Song: “You Never Change”
Artist: The Doobie Brothers
Album: Minute By Minute (1978)
Between the time of the Cali-birthed blues-rock band’s formation in 1970 and its hiatus 12 years later, The Doobie Brothers’ lineup experienced a lot of alterations–but all of which usually seemed for the better.
The early years of Tom Johnston’s vocal leadership and Patrick Simmons’ ripping guitar solos signified an almost stubborn preference for rusticity–cozy but repetitive sounds that clung to deep-country roots and didn’t latch on to much else. Like the works of CCR and Lynyrd Skynrd, hits like “Listen to the Music” and “Jesus Is Just Alright” made obvious the group’s self-limiting comfort in the area of twangy, electric flavor, while steering clear from pop, funk, or any other blossoming genres of the time. Still, vintage Doobie Brothers LPs rocked out; from Toulouse Street to The Captain And Me, all of the guys’ instrumental proficiency was on display. On top of that, reliably simple lyricism fueled their rural image with scenic, Dixieland imagery.

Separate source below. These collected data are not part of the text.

//! Signature updater runs.

use std::time::Duration;

use scanmon::engine::{AbortReason, CancelToken, UpdateStatus, run_database_update};

use super::support::{Event, Recording, fake_updater};

#[tokio::test]
/// What: A successful updater run reports heartbeats and keeps its output.
///
/// Inputs:
/// - Fake updater printing three lines with pauses, exit 0.
///
/// Output:
/// - `Updated`, at least one heartbeat, output captured, update start and finish reported.
async fn successful_update_beats() {
    let cmd = fake_updater(
        "echo 'daily.cvd updated'; sleep 0.05; echo 'main.cvd is up to date'; sleep 0.05; echo 'bytecode.cvd is up to date'",
    );
    let cancel = CancelToken::new();
    let reporter = Recording::default();
    let outcome = run_database_update(&cmd, Duration::from_secs(20), &cancel, &reporter)
        .await
        .expect("update");
    assert_eq!(outcome.status, UpdateStatus::Updated);
    assert_eq!(outcome.output.lines().count(), 3);
    let events = reporter.events();
    assert_eq!(events.first(), Some(&Event::UpdateStarted));
    assert!(events.contains(&Event::Heartbeat));
    assert_eq!(events.last(), Some(&Event::Finished));
}

#[tokio::test]
/// What: A failing updater surfaces `NonZeroExit` with its stderr.
///
/// Inputs:
/// - Fake updater writing to stderr and exiting 1.
///
/// Output:
/// - `Err` with exit code 1 and the stderr text reported as a warning.
async fn failing_update_is_an_error() {
    let cmd = fake_updater("echo 'Can not connect to mirror' >&2; exit 1");
    let cancel = CancelToken::new();
    let reporter = Recording::default();
    let err = run_database_update(&cmd, Duration::from_secs(20), &cancel, &reporter)
        .await
        .expect_err("failure");
    assert_eq!(err.exit_code(), Some(1));
    assert_eq!(reporter.warnings(), vec!["Can not connect to mirror".to_string()]);
}

#[tokio::test]
/// What: A hanging updater is aborted by its timeout.
///
/// Inputs:
/// - Fake updater sleeping 30 s, timeout 100ms.
///
/// Output:
/// - `Aborted(TimedOut)` well before the sleep ends.
async fn hanging_update_times_out() {
    let cmd = fake_updater("exec sleep 30");
    let cancel = CancelToken::new();
    let reporter = Recording::default();
    let outcome = run_database_update(&cmd, Duration::from_millis(100), &cancel, &reporter)
        .await
        .expect("update");
    assert_eq!(outcome.status, UpdateStatus::Aborted(AbortReason::TimedOut));
    assert!(outcome.duration < Duration::from_secs(5));
}
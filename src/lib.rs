//! Library entry for scanmon: drives an external antivirus engine with live
//! progress, timeouts and cancellation, and aggregates a session summary.

pub mod app;
pub mod database;
pub mod engine;
pub mod paths;
pub mod prompt;
pub mod report;
pub mod session;
pub mod settings;
pub mod setup;
pub mod targets;
pub mod util;
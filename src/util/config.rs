//! Configuration file parsing utilities.
//!
//! This module provides helpers for parsing `key = value` configuration files
//! with comment skipping, key normalisation, and inline comment removal.

/// What: Check if a line should be skipped (empty or comment).
///
/// Inputs:
/// - `line`: Line to check
///
/// Output:
/// - `true` if the line should be skipped, `false` otherwise
///
/// Details:
/// - Skips empty lines and lines starting with `#`, `//`, or `;`
#[must_use]
pub fn skip_comment_or_empty(line: &str) -> bool {
    let trimmed = line.trim();
    trimmed.is_empty()
        || trimmed.starts_with('#')
        || trimmed.starts_with("//")
        || trimmed.starts_with(';')
}

/// What: Parse a key-value pair from a line.
///
/// Inputs:
/// - `line`: Line containing key=value format
///
/// Output:
/// - `Some((key, value))` if parsing succeeds, `None` otherwise
///
/// Details:
/// - Splits on the first `=` character
/// - Keys are lowercased and `.`/`-`/spaces become `_`
/// - Inline ` # comment` suffixes are removed from the value
#[must_use]
pub fn parse_key_value(line: &str) -> Option<(String, String)> {
    let trimmed = line.trim();
    let (raw_key, raw_val) = trimmed.split_once('=')?;
    let key = raw_key.trim().to_lowercase().replace(['.', '-', ' '], "_");
    if key.is_empty() {
        return None;
    }
    Some((key, strip_inline_comment(raw_val).to_string()))
}

/// What: Remove a trailing ` # comment` from a configuration value.
///
/// Inputs:
/// - `s`: Raw value text after the `=`.
///
/// Output:
/// - Trimmed value without the comment.
///
/// Details:
/// - Only a `#` preceded by whitespace starts a comment, so values such as
///   `C#` or URL fragments survive.
#[must_use]
pub fn strip_inline_comment(s: &str) -> &str {
    let bytes = s.as_bytes();
    for (i, b) in bytes.iter().enumerate() {
        if *b == b'#' && (i == 0 || bytes[i - 1].is_ascii_whitespace()) {
            return s[..i].trim();
        }
    }
    s.trim()
}
//! Top-level flow: environment checks, database refresh, target choice and
//! the scan session.

use std::fmt;
use std::path::{Path, PathBuf};

use crate::database::{self, DatabaseStatus};
use crate::engine::{
    AbortReason, CancelToken, EngineCommand, ProgressReporter, RunnerError, UpdateStatus,
    run_database_update,
};
use crate::paths::home_dir;
use crate::prompt::{PromptError, Prompter, UpdateChoice};
use crate::report::{session_lines, target_lines};
use crate::session::{ClamScanner, SessionSummary, run_session};
use crate::settings::Settings;
use crate::setup::templates::{TemplateWrite, write_engine_configs};
use crate::setup::{
    Platform, SetupError, check_directory_permissions, check_engine_config,
    check_engine_installed, check_not_root, ensure_directories,
};
use crate::targets::TargetSelection;

/// What: How the database refresh step is decided.
#[derive(Clone, Copy, Debug, PartialEq, Eq)]
pub enum UpdateMode {
    /// Ask the operator.
    Ask,
    /// Always update; a failed update is fatal.
    Always,
    /// Never update.
    Never,
}

/// What: Everything `run` needs besides the interactive collaborators.
#[derive(Clone, Debug)]
pub struct AppOptions {
    /// Effective settings (file values with CLI overrides applied).
    pub settings: Settings,
    /// Database refresh policy.
    pub update: UpdateMode,
    /// Preselected targets; prompts when `None`.
    pub selection: Option<TargetSelection>,
    /// Print database status and stop.
    pub db_status_only: bool,
    /// Write engine config templates and stop.
    pub write_engine_config: bool,
}

/// What: Unrecoverable application errors (exit code 1).
#[derive(Debug)]
pub enum AppError {
    /// Platform, privilege or engine check failed.
    Setup(SetupError),
    /// The operator required a database update and it failed.
    UpdateRequired(String),
    /// A prompt could not be answered.
    Prompt(PromptError),
    /// Filesystem failure outside a scan.
    Io(std::io::Error),
}

impl AppError {
    /// Process exit code for this error.
    #[must_use]
    pub const fn exit_code(&self) -> u8 {
        match self {
            Self::Setup(_) | Self::UpdateRequired(_) | Self::Prompt(_) | Self::Io(_) => 1,
        }
    }
}

impl fmt::Display for AppError {
    fn fmt(&self, f: &mut fmt::Formatter<'_>) -> fmt::Result {
        match self {
            Self::Setup(e) => write!(f, "{e}"),
            Self::UpdateRequired(msg) => write!(f, "database update failed: {msg}"),
            Self::Prompt(e) => write!(f, "{e}"),
            Self::Io(e) => write!(f, "I/O error: {e}"),
        }
    }
}

impl std::error::Error for AppError {
    fn source(&self) -> Option<&(dyn std::error::Error + 'static)> {
        match self {
            Self::Setup(e) => Some(e),
            Self::Prompt(e) => Some(e),
            Self::Io(e) => Some(e),
            Self::UpdateRequired(_) => None,
        }
    }
}

impl From<SetupError> for AppError {
    fn from(value: SetupError) -> Self {
        Self::Setup(value)
    }
}

impl From<PromptError> for AppError {
    fn from(value: PromptError) -> Self {
        Self::Prompt(value)
    }
}

impl From<std::io::Error> for AppError {
    fn from(value: std::io::Error) -> Self {
        Self::Io(value)
    }
}

/// What: Result of the database step.
#[derive(Clone, Copy, Debug, PartialEq, Eq)]
enum UpdateStep {
    /// Continue to target selection.
    Proceed,
    /// The operator stopped the run; exit normally.
    Stop,
}

/// What: Run the whole interactive flow.
///
/// Inputs:
/// - `options`: Settings and CLI choices.
/// - `prompter`: Source of operator answers.
/// - `reporter`: Live progress sink.
/// - `cancel`: Session token raised by the signal handler.
///
/// Output:
/// - `Ok(Some(summary))` after a session, `Ok(None)` when the run stopped
///   earlier without error (status-only modes, operator abort).
///
/// # Errors
/// - `AppError::Setup` for fatal environment problems.
/// - `AppError::UpdateRequired` when a required update failed.
/// - `AppError::Prompt` when the terminal could not be read.
pub async fn run<P: Prompter>(
    options: AppOptions,
    prompter: &mut P,
    reporter: &dyn ProgressReporter,
    cancel: CancelToken,
) -> Result<Option<SessionSummary>, AppError> {
    let settings = &options.settings;
    let platform = Platform::detect()?;
    check_not_root()?;
    tracing::info!(%platform, "[App] environment accepted");

    if options.write_engine_config {
        print_template_results(&write_engine_configs(platform));
        return Ok(None);
    }

    let engine = check_engine_installed(&settings.scan_binary, platform)?;
    tracing::info!(engine = %engine.display(), "[App] scan engine found");

    let db_dir = settings
        .database_dir
        .clone()
        .unwrap_or_else(|| platform.database_dir().to_path_buf());
    print_environment_findings(platform, &db_dir);
    let status = print_database_status(&db_dir, settings.stale_after_days);
    if options.db_status_only {
        return Ok(None);
    }

    if database_step(&options, prompter, reporter, &cancel, status.as_ref(), &db_dir).await?
        == UpdateStep::Stop
    {
        return Ok(None);
    }

    let selection = match options.selection.clone() {
        Some(selection) => selection,
        None => {
            let cwd = std::env::current_dir()
                .map(|p| p.display().to_string())
                .unwrap_or_else(|_| ".".to_string());
            match answer(prompter.target_selection(&cwd))? {
                Some(selection) => selection,
                None => return Ok(None),
            }
        }
    };
    let targets = resolve_targets(&selection);
    if targets.is_empty() {
        println!("Nothing to scan for {}.", selection.describe());
        return Ok(None);
    }

    println!("Press Ctrl+C at any time to abort the scan.");
    let mut scanner = ClamScanner {
        command: EngineCommand::scanner(&settings.scan_binary, &settings.scan_extra_args)
            .with_infected_exit_code(settings.infected_exit_code),
        timeout: settings.scan_timeout,
        cancel: cancel.clone(),
        reporter,
    };
    let summary = run_session(&targets, &mut scanner, |outcome| {
        println!();
        for line in target_lines(outcome) {
            println!("{line}");
        }
    })
    .await;

    println!();
    for line in session_lines(&summary) {
        println!("{line}");
    }
    Ok(Some(summary))
}

/// What: Turn a prompt result into an answer, treating operator interrupts as a stop.
///
/// Output:
/// - `Ok(Some(value))`, `Ok(None)` for Esc/Ctrl+C, `Err` for terminal failures.
fn answer<T>(result: Result<T, PromptError>) -> Result<Option<T>, AppError> {
    match result {
        Ok(value) => Ok(Some(value)),
        Err(e) if e.is_interrupt() => {
            println!("Aborted. Exiting...");
            Ok(None)
        }
        Err(e) => Err(e.into()),
    }
}

/// Print warning-level environment findings.
fn print_environment_findings(platform: Platform, db_dir: &Path) {
    let mut findings = ensure_directories(&platform.engine_dirs());
    if db_dir != platform.database_dir() {
        if db_dir.is_dir() {
            findings.extend(check_directory_permissions(db_dir));
        } else {
            findings.push(crate::setup::Finding::MissingDirectory(db_dir.to_path_buf()));
        }
    }
    findings.extend(check_engine_config(&platform.clamd_conf()));
    for finding in findings {
        tracing::warn!(%finding, "[Setup] environment warning");
        eprintln!("Warning: {finding}");
    }
}

/// What: Report the signature database age.
///
/// Output:
/// - Status of the preferred signature file, if one was found.
fn print_database_status(db_dir: &Path, stale_after_days: f64) -> Option<DatabaseStatus> {
    let Some(file) = database::locate_signature_file(db_dir) else {
        eprintln!(
            "Warning: no signature database found in {}. You may need to update it.",
            db_dir.display()
        );
        return None;
    };
    match database::database_status(&file) {
        Ok(status) => {
            println!(
                "ClamAV database is approximately {:.1} days old (updated {}).",
                status.age_days,
                status.modified_display()
            );
            if status.is_stale(stale_after_days) {
                println!(
                    "Your database is more than {stale_after_days} days old. It's recommended to update."
                );
            }
            Some(status)
        }
        Err(e) => {
            eprintln!("Unable to check database age ({e}). You may need to update manually.");
            None
        }
    }
}

/// What: Decide on and perform the database refresh.
///
/// Output:
/// - `Proceed` or `Stop`; `Err(UpdateRequired)` when a required update failed.
async fn database_step<P: Prompter>(
    options: &AppOptions,
    prompter: &mut P,
    reporter: &dyn ProgressReporter,
    cancel: &CancelToken,
    status: Option<&DatabaseStatus>,
    db_dir: &Path,
) -> Result<UpdateStep, AppError> {
    let choice = match options.update {
        UpdateMode::Always => UpdateChoice::UpdateNow,
        UpdateMode::Never => UpdateChoice::Skip,
        UpdateMode::Ask => match answer(prompter.update_choice(status))? {
            Some(choice) => choice,
            None => return Ok(UpdateStep::Stop),
        },
    };
    match choice {
        UpdateChoice::AlreadyUpdated => {
            println!("Skipping database update as it has been manually updated.");
            return Ok(UpdateStep::Proceed);
        }
        UpdateChoice::Skip => {
            println!("Skipping database update. Note that this may affect scan accuracy.");
            return Ok(UpdateStep::Proceed);
        }
        UpdateChoice::UpdateNow => {}
    }

    let settings = &options.settings;
    let command = EngineCommand::updater(&settings.updater_binary, settings.updater_use_sudo);
    let failure = match run_database_update(&command, settings.update_timeout, cancel, reporter).await {
        Ok(outcome) => match outcome.status {
            UpdateStatus::Updated => {
                print_update_success(&outcome.output, &outcome.stderr, db_dir).await;
                return Ok(UpdateStep::Proceed);
            }
            UpdateStatus::Aborted(AbortReason::Cancelled) => {
                println!("Database update cancelled. Exiting...");
                return Ok(UpdateStep::Stop);
            }
            UpdateStatus::Aborted(AbortReason::TimedOut) => format!(
                "updater timed out after {} seconds",
                settings.update_timeout.as_secs()
            ),
        },
        Err(e) => describe_update_error(&e),
    };
    if cancel.is_cancelled() {
        println!("Database update interrupted. Exiting...");
        return Ok(UpdateStep::Stop);
    }

    eprintln!("Error updating database: {failure}");
    eprintln!("You may need to update manually. Run: {}", manual_update_command(settings));
    match options.update {
        UpdateMode::Always => Err(AppError::UpdateRequired(failure)),
        UpdateMode::Ask | UpdateMode::Never => {
            match answer(prompter.confirm("Continue scanning with the current database?"))? {
                Some(true) => Ok(UpdateStep::Proceed),
                Some(false) => Err(AppError::UpdateRequired(failure)),
                None => Ok(UpdateStep::Stop),
            }
        }
    }
}

/// Error text for a failed update, including the updater's stderr when present.
fn describe_update_error(err: &RunnerError) -> String {
    match err {
        RunnerError::NonZeroExit { stderr, .. } if !stderr.trim().is_empty() => {
            format!("{err}: {}", stderr.trim())
        }
        _ => err.to_string(),
    }
}

/// Command the operator can run by hand.
fn manual_update_command(settings: &Settings) -> String {
    if settings.updater_use_sudo {
        format!("sudo {}", settings.updater_binary)
    } else {
        settings.updater_binary.clone()
    }
}

/// Print updater output and best-effort database information.
async fn print_update_success(output: &str, stderr: &str, db_dir: &Path) {
    println!("Database updated successfully.");
    if !output.trim().is_empty() {
        println!("Update summary:");
        println!("{}", output.trim_end());
    }
    if !stderr.trim().is_empty() {
        eprintln!("Warnings or errors: {}", stderr.trim_end());
    }
    match database::locate_signature_file(db_dir) {
        Some(file) => {
            if let Some(info) = database::describe_database(&file).await {
                println!("\nDatabase Information:");
                println!("{info}");
            }
        }
        None => eprintln!(
            "Unable to find a signature file in {}. The database may not have been initialized properly.",
            db_dir.display()
        ),
    }
}

/// What: Expand a selection, printing any group directories that do not exist.
fn resolve_targets(selection: &TargetSelection) -> Vec<PathBuf> {
    let home = home_dir();
    let (existing, missing) = selection.resolve(home.as_deref());
    for path in &missing {
        tracing::info!(path = %path.display(), "[App] skipping missing target");
        println!("Skipping {} (not present on this system).", path.display());
    }
    existing
}

/// Print the outcome of writing engine config templates.
fn print_template_results(results: &[TemplateWrite]) {
    for result in results {
        match result {
            TemplateWrite::Created(path) => println!("Created {}", path.display()),
            TemplateWrite::AlreadyPresent(path) => {
                println!("{} already exists; left unchanged.", path.display());
            }
            TemplateWrite::Failed { name, attempts } => {
                for (dir, error) in attempts {
                    eprintln!("Error creating {name} in {}: {error}", dir.display());
                }
                eprintln!(
                    "Failed to create {name}. Please ensure you have the necessary permissions or create it manually."
                );
            }
        }
    }
}
//! Command-line argument parsing and handling.

pub mod definition;
pub mod utils;

pub use definition::Args;
pub use utils::{app_options, determine_log_level};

And what started out as grungier, strictly-Southern rock business slowly bloomed into soulful, keyboard-heavy pop–and only part-time rock–with the addition of Michael McDonald in 1975. It was like the band had gone to church and packed up all of its gospel sounds with them.
So considering McDonald’s blue-eyed soul magic and Doobie vet Jeff “Skunk” Baxter’s touch-of-country acoustic preference, it’s impossible not to lump the group’s latter-days roster in with the rest of the 70s’ essentials.
The band’s 1978 Minute By Minute album not only marks McDonald’s third year of membership, but rocks with such sundry musical influences that it truly [and smoothly] checks all genre boxes, from blues and funk, to rock, country, and pop. From the title track to sweet-as-honey melodies like “What A Fool Believes” and “Open Your Eyes”, the compilation warrants few–if any–skips.
And on the B-side nestles the particularly mopey gem, “You Never Change”. The leering track, a lover’s diss crooned by an embittered McDonald, runs on clacking percussion, shakers, and minor, bleating keyboards; from the first verse, the Brothers make you feel the burn; “You’re still playing that time-worn melody, play it now for old time’s sake once more/ When you want me, you won’t be usin’ me, like you’ve done a thousand times before…”.